Deciphering the dark cancer phosphoproteome using machine-learned co-regulation of phosphosites.
Journal:
Nature communications
PMID:
40113755
Abstract
Mass spectrometry-based phosphoproteomics offers a comprehensive view of protein phosphorylation, yet our limited knowledge about the regulation and function of most phosphosites hampers the extraction of meaningful biological insights. To address this challenge, we integrate machine learning with phosphoproteomic data from 1195 tumor specimens spanning 11 cancer types to construct CoPheeMap, a network that maps the co-regulation of 26,280 phosphosites.
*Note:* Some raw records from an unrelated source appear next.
/*
 *
 *
 *
 *
 * MIT License
 * Copyright (c) 2025. Dwight J. Browne
 * dwight[-at-]dwightjbrowne[-dot-]com
 *
 *
 * Permission is hereby granted, free of charge, to any person obtaining a copy
 * of this software and associated documentation files (the "Software"), to deal
 * in the Software without restriction, including without limitation the rights
 * to use, copy, modify, merge, publish, distribute, sublicense, and/or sell
 * copies of the Software, and to permit persons to whom the Software is
 * furnished to do so, subject to the following conditions:
 *
 * The above copyright notice and this permission notice shall be included in all
 * copies or substantial portions of the Software.
 *
 * THE SOFTWARE IS PROVIDED "AS IS", WITHOUT WARRANTY OF ANY KIND, EXPRESS OR
 * IMPLIED, INCLUDING BUT NOT LIMITED TO THE WARRANTIES OF MERCHANTABILITY,
 * FITNESS FOR A PARTICULAR PURPOSE AND NONINFRINGEMENT. IN NO EVENT SHALL THE
 * AUTHORS OR COPYRIGHT HOLDERS BE LIABLE FOR ANY CLAIM, DAMAGES OR OTHER
 * LIABILITY, WHETHER IN AN ACTION OF CONTRACT, TORT OR OTHERWISE, ARISING FROM,
 * OUT OF OR IN CONNECTION WITH THE SOFTWARE OR THE USE OR OTHER DEALINGS IN THE
 * SOFTWARE.
 */

use std::fmt;
use thiserror::Error;

/// The main error type for alpaca-* crates
#[derive(Error, Debug)]
pub enum Error {
  /// Configuration error
  #[error("Configuration error: {0}")]
  Config(String),

  /// Credentials could not be resolved
  #[error("Missing credentials: {0}")]
  MissingCredentials(String),

  /// A request URL could not be assembled from the host template and path
  #[error("Invalid URL `{url}`: {reason}")]
  InvalidUrl { url: String, reason: String },

  /// Caller payload or upstream response did not match the declared schema
  #[error("{endpoint}: invalid {stage}: {issues}")]
  Validation { endpoint: String, stage: Stage, issues: ValidationErrors },

  /// Response status differs from the endpoint's ok status
  #[error("{message}")]
  Api { endpoint: String, status: u16, message: String },

  /// One or more items of a batch response failed
  #[error("{message}")]
  Aggregate { endpoint: String, message: String, failures: Vec<ItemFailure> },

  /// Ok status, but the body is not valid JSON
  #[error("{endpoint}: response body is not valid JSON: {source}")]
  Decode {
    endpoint: String,
    #[source]
    source: serde_json::Error,
  },

  /// Network failure before any status code was available
  #[error("Transport error: {0}")]
  Transport(String),
}

/// Result type alias for alpaca-* crates
pub type Result<T> = std::result::Result<T, Error>;

impl Error {
  /// Status code carried by an [`Error::Api`], if any.
  pub fn status(&self) -> Option<u16> {
    match self {
      Error::Api { status, .. } => Some(*status),
      _ => None,
    }
  }

  /// Validation issues carried by an [`Error::Validation`], if any.
  pub fn issues(&self) -> Option<&ValidationErrors> {
    match self {
      Error::Validation { issues, .. } => Some(issues),
      _ => None,
    }
  }

  /// Per-item failures carried by an [`Error::Aggregate`].
  pub fn failures(&self) -> &[ItemFailure] {
    match self {
      Error::Aggregate { failures, .. } => failures,
      _ => &[],
    }
  }
}

/// Which half of the pipeline rejected a value.
#[derive(Debug, Clone, Copy, PartialEq, Eq)]
pub enum Stage {
  /// Caller-supplied query or body
  Input,
  /// Upstream response payload
  Output,
}

impl fmt::Display for Stage {
  fn fmt(&self, f: &mut fmt::Formatter<'_>) -> fmt::Result {
    match self {
      Stage::Input => write!(f, "input"),
      Stage::Output => write!(f, "response"),
    }
  }
}

/// A single field that failed validation.
#[derive(Debug, Clone, PartialEq, Eq)]
pub struct ValidationError {
  /// Location of the field, e.g. `$.bars[0].t`
  pub path: String,
  /// What the schema declared
  pub expected: String,
  /// What was found
  pub actual: String,
}

impl ValidationError {
  pub fn new(
    path: impl Into<String>,
    expected: impl Into<String>,
    actual: impl Into<String>,
  ) -> Self {
    Self { path: path.into(), expected: expected.into(), actual: actual.into() }
  }
}

impl fmt::Display for ValidationError {
  fn fmt(&self, f: &mut fmt::Formatter<'_>) -> fmt::Result {
    write!(f, "{}: expected {}, got {}", self.path, self.expected, self.actual)
  }
}

impl std::error::Error for ValidationError {}

/// Every failure collected while validating one value.
#[derive(Debug, Clone, Default, PartialEq, Eq)]
pub struct ValidationErrors(Vec<ValidationError>);

impl ValidationErrors {
  pub fn new() -> Self {
    Self::default()
  }

  pub fn push(&mut self, error: ValidationError) {
    self.0.push(error);
  }

  /// Record a failure at `path`.
  pub fn add(
    &mut self,
    path: impl Into<String>,
    expected: impl Into<String>,
    actual: impl Into<String>,
  ) {
    self.0.push(ValidationError::new(path, expected, actual));
  }

  pub fn is_empty(&self) -> bool {
    self.0.is_empty()
  }

  pub fn len(&self) -> usize {
    self.0.len()
  }

  pub fn iter(&self) -> std::slice::Iter<'_, ValidationError> {
    self.0.iter()
  }

  /// First failure recorded at exactly `path`.
  pub fn at(&self, path: &str) -> Option<&ValidationError> {
    self.0.iter().find(|e| e.path == path)
  }

  /// `Ok(())` when nothing was recorded.
  pub fn into_result(self) -> std::result::Result<(), ValidationErrors> {
    if self.is_empty() { Ok(()) } else { Err(self) }
  }
}

impl fmt::Display for ValidationErrors {
  fn fmt(&self, f: &mut fmt::Formatter<'_>) -> fmt::Result {
    for (i, error) in self.0.iter().enumerate() {
      if i > 0 {
        f.write_str("; ")?;
      }
      write!(f, "{}", error)?;
    }
    Ok(())
  }
}

impl std::error::Error for ValidationErrors {}

impl From<ValidationError> for ValidationErrors {
  fn from(error: ValidationError) -> Self {
    Self(vec![error])
  }
}

impl<'a> IntoIterator for &'a ValidationErrors {
  type Item = &'a ValidationError;
  type IntoIter = std::slice::Iter<'a, ValidationError>;

  fn into_iter(self) -> Self::IntoIter {
    self.0.iter()
  }
}

/// One failed item of a batch response.
#[derive(Debug, Clone, PartialEq, Eq)]
pub struct ItemFailure {
  /// Identifying key (symbol or order id)
  pub key: String,
  /// Per-item status reported upstream
  pub status: u16,
  /// Human readable description
  pub message: String,
}

impl fmt::Display for ItemFailure {
  fn fmt(&self, f: &mut fmt::Formatter<'_>) -> fmt::Result {
    f.write_str(&self.message)
  }
}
By incorporating network features from CoPheeMap into a second machine learning model, namely CoPheeKSA, we achieve superior performance in predicting kinase-substrate associations. CoPheeKSA uncovers 24,015 associations between 9399 phosphosites and 104 serine/threonine kinases, shedding light on many unannotated phosphosites and understudied kinases. We validate the accuracy of these predictions using experimentally determined kinase-substrate specificities. Through the application of CoPheeMap and CoPheeKSA to phosphosites with high computationally predicted functional significance and those associated with cancer, we demonstrate their effectiveness in systematically elucidating phosphosites of interest. These analyses unveil dysregulated signaling processes in human cancer and identify understudied kinases as potential therapeutic targets.